Collected data entries
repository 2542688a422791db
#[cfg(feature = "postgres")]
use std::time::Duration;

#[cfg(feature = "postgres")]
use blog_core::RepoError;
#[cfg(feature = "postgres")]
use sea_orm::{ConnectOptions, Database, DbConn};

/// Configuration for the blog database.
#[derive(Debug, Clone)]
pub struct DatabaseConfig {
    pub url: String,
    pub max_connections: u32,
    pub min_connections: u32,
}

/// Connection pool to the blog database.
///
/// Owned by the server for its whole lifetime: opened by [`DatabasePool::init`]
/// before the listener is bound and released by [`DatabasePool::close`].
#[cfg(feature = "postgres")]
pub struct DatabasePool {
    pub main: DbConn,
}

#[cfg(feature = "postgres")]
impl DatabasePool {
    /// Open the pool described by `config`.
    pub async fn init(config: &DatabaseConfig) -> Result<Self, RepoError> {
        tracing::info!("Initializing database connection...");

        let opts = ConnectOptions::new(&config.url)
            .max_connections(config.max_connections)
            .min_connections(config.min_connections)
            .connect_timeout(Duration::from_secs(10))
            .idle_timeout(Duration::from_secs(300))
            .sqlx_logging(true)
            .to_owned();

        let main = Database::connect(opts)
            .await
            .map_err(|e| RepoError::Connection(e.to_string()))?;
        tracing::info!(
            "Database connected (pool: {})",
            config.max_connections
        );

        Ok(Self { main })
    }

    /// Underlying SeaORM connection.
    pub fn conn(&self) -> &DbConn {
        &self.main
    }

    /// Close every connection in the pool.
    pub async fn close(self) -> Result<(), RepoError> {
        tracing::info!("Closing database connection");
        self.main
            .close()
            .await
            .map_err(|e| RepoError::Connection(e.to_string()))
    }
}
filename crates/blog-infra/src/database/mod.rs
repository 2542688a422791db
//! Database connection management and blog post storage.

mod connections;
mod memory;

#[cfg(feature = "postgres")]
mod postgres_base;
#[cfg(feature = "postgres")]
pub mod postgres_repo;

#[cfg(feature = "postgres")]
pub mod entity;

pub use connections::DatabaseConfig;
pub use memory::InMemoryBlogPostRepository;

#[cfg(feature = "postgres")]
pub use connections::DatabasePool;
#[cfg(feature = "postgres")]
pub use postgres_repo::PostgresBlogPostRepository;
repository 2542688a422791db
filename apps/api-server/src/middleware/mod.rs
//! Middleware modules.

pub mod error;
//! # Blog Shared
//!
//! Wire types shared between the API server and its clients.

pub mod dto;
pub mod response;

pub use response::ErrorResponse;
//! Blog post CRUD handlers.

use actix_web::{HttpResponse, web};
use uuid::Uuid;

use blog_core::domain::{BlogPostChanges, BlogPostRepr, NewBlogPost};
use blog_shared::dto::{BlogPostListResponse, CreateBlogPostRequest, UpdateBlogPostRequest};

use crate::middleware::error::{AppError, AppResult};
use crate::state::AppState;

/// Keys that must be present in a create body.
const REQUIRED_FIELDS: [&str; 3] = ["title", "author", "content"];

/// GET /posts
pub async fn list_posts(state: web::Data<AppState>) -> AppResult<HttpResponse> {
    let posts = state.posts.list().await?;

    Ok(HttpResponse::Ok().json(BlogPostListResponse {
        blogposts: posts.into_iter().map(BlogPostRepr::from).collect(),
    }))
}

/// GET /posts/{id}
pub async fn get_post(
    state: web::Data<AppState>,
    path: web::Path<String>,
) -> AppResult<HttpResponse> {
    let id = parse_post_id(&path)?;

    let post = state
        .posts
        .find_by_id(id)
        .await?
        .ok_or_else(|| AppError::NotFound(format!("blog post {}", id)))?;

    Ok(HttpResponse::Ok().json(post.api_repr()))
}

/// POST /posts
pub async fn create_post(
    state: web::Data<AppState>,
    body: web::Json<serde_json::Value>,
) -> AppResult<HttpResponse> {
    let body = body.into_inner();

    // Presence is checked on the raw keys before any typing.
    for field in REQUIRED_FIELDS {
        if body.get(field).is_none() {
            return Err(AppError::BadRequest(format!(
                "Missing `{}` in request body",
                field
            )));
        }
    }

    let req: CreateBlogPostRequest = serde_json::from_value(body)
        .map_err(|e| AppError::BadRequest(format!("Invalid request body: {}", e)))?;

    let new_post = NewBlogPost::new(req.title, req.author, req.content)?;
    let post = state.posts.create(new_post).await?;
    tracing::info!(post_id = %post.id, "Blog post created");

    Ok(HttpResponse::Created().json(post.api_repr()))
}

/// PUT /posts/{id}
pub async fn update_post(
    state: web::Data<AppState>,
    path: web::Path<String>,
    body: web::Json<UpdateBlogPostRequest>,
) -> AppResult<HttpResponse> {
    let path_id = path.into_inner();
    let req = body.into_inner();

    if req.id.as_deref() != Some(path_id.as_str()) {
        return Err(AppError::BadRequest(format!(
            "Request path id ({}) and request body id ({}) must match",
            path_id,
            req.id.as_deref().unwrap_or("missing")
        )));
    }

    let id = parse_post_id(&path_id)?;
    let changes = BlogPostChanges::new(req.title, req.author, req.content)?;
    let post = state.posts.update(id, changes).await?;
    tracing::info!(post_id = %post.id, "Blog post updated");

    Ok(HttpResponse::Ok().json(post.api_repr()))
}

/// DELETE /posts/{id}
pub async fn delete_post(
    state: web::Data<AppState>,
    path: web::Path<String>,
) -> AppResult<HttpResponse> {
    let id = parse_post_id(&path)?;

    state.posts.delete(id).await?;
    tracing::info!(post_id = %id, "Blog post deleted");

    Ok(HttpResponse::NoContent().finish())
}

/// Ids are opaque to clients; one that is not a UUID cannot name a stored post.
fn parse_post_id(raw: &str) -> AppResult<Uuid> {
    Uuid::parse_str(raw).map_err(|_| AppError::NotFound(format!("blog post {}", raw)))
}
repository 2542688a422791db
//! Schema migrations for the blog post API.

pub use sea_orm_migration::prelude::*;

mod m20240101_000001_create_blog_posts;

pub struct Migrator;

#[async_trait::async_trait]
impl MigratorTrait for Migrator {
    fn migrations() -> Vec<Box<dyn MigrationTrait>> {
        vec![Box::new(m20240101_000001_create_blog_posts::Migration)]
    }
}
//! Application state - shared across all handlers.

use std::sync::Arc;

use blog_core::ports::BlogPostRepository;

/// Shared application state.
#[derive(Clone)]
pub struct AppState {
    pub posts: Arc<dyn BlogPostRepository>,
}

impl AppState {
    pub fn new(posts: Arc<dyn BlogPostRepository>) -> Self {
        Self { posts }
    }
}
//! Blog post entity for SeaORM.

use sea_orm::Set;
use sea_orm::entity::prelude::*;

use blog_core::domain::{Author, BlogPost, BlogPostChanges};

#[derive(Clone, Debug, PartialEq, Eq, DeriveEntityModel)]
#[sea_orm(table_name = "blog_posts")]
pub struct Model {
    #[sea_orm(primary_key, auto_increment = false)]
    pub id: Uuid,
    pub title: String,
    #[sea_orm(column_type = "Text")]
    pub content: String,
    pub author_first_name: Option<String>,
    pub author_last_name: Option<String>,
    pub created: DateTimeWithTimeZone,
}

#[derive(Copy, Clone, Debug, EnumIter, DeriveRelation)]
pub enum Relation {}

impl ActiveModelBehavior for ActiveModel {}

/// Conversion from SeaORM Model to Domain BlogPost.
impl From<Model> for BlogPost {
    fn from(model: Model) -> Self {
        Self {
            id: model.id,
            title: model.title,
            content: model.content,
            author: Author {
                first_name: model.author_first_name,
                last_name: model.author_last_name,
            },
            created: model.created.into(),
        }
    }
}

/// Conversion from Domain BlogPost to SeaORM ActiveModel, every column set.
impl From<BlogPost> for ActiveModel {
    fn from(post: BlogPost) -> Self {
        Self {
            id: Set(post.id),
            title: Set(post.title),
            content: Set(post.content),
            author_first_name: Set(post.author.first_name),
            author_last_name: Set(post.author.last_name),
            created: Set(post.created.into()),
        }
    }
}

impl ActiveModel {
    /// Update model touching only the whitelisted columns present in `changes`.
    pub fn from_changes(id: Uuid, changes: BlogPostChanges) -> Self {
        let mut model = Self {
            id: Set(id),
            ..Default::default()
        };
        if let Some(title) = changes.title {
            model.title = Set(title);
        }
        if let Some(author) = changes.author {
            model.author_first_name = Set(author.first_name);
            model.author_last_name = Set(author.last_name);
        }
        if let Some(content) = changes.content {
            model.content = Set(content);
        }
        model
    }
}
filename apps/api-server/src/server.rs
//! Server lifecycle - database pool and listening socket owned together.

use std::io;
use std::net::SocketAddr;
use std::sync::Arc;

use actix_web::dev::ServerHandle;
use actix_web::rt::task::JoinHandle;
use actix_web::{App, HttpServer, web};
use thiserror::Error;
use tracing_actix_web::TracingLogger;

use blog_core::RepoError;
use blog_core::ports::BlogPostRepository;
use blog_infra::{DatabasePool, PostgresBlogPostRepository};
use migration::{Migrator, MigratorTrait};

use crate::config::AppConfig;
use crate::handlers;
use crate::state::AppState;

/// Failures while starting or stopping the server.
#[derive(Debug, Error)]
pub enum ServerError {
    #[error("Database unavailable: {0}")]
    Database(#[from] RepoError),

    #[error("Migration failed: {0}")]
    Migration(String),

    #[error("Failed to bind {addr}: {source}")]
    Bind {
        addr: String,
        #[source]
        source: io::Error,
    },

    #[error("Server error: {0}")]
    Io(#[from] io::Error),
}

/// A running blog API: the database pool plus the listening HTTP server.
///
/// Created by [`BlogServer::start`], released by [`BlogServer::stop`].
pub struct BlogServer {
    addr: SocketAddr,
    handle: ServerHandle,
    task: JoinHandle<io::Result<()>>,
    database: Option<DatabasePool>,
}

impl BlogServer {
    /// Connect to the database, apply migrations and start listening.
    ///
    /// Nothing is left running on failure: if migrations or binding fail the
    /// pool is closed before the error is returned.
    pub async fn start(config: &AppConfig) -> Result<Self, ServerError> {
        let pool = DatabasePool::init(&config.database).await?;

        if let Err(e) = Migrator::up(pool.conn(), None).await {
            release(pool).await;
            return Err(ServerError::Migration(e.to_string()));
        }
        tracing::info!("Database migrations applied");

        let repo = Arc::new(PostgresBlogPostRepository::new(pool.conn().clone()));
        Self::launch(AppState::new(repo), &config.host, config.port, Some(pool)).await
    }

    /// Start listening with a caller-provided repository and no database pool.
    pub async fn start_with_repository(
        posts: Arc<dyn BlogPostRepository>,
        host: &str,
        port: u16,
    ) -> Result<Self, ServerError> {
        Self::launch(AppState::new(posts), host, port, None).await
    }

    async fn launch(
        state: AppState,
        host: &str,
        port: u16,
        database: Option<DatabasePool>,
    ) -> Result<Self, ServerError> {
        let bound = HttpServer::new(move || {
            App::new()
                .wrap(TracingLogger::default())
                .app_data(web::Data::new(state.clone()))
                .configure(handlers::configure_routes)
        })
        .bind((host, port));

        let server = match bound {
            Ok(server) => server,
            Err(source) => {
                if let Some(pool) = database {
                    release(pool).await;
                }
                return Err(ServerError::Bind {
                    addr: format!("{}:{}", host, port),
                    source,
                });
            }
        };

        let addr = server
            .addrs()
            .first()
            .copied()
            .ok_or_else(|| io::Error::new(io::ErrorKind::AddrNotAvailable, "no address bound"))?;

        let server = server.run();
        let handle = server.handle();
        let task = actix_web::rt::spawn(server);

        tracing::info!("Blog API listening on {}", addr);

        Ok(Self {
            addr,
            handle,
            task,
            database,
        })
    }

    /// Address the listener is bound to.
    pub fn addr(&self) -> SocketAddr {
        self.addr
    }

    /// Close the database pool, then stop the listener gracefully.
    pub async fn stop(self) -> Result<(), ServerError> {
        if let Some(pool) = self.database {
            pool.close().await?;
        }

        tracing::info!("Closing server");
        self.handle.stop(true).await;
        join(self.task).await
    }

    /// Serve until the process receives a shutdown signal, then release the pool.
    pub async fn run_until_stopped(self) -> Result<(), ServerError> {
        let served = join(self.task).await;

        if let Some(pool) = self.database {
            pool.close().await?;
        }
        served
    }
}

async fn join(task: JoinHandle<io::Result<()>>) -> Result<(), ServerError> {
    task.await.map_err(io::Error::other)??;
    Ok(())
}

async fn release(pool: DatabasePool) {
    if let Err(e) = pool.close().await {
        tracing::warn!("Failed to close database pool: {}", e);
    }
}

* Description of the task: Nothing but the lines from the top of the records down to the line with "#[derive(Debug, Clone)]" belongs in the answer; repeat them exactly.

* Your response:
repository 2542688a422791db
#[cfg(feature = "postgres")]
use std::time::Duration;

#[cfg(feature = "postgres")]
use blog_core::RepoError;
#[cfg(feature = "postgres")]
use sea_orm::{ConnectOptions, Database, DbConn};

/// Configuration for the blog database.
#[derive(Debug, Clone)]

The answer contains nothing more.